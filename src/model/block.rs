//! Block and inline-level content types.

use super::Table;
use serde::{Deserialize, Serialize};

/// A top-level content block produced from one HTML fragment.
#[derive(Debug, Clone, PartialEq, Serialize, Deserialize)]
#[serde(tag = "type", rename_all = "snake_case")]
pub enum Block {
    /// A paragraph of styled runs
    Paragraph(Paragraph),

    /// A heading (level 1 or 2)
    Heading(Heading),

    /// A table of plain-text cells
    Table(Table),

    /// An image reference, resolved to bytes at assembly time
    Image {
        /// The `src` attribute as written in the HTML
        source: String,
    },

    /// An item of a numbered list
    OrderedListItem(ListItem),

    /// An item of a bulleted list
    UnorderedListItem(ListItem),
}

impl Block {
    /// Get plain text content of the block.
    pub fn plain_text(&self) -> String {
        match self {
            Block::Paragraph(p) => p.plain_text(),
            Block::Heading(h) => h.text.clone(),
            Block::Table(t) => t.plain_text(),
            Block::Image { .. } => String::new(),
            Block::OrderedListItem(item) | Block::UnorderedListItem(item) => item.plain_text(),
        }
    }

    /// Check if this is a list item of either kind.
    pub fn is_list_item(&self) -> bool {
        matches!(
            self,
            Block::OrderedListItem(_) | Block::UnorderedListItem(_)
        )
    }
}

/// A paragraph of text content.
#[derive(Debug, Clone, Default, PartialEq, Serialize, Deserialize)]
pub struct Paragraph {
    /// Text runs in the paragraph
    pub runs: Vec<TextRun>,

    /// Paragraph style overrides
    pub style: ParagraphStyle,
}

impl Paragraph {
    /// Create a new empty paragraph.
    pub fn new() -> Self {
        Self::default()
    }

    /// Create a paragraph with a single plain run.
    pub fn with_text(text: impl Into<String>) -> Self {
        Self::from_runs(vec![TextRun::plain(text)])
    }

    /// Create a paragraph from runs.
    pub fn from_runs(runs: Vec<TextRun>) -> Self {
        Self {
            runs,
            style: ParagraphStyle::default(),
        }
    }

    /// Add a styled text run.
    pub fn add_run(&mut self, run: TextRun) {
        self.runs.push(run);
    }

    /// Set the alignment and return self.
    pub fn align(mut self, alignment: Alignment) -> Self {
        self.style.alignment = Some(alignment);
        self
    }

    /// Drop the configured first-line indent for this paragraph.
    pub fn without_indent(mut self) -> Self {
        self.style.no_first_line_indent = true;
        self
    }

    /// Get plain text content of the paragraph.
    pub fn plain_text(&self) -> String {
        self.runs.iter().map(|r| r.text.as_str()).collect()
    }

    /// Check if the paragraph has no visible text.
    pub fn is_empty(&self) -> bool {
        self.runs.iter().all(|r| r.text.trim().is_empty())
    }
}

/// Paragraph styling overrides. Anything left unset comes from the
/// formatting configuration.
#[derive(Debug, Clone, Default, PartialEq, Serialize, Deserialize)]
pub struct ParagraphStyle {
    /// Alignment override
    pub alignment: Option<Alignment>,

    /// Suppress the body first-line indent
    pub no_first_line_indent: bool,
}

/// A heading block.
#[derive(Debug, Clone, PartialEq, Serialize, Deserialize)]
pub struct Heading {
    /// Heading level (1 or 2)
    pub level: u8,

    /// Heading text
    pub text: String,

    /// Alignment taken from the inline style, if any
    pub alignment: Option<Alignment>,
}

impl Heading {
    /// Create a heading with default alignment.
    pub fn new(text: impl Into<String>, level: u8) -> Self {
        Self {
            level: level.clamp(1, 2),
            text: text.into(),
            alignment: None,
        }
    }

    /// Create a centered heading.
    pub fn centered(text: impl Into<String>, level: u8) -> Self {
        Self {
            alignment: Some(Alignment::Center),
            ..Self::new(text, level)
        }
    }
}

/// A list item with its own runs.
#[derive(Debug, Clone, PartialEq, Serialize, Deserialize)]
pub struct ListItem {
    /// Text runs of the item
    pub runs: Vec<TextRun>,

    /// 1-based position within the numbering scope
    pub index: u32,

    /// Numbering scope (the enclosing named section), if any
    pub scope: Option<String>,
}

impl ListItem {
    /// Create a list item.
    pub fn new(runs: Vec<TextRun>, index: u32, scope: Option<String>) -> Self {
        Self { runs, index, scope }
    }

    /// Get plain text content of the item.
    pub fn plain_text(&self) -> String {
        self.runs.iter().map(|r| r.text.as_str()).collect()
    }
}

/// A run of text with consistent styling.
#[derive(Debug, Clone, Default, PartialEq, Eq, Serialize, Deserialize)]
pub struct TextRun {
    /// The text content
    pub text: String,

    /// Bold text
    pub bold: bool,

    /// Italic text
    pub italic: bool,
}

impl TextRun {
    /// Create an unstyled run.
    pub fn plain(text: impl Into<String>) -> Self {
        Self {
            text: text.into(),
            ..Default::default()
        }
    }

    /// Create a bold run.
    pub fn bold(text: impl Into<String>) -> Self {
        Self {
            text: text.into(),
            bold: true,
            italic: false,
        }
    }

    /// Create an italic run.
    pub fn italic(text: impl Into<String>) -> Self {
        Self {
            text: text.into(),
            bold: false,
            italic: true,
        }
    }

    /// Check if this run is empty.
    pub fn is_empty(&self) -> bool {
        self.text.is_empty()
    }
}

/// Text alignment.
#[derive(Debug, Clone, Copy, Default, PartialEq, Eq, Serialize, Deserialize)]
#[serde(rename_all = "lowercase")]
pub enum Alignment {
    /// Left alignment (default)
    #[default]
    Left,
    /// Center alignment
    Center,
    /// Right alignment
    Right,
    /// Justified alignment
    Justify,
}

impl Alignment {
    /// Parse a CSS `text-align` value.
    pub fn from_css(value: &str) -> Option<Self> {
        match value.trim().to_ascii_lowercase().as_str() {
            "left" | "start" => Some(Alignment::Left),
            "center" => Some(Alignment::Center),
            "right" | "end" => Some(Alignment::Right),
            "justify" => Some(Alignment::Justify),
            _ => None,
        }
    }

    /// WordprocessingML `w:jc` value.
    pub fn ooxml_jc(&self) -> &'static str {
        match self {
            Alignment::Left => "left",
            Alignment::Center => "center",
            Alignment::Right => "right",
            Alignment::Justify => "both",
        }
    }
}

PROBLEM: What lines in the material above include "inline"? Copy every one of them.

EXERCISE RESPONSE:
//! Block and inline-level content types.
    /// Alignment taken from the inline style, if any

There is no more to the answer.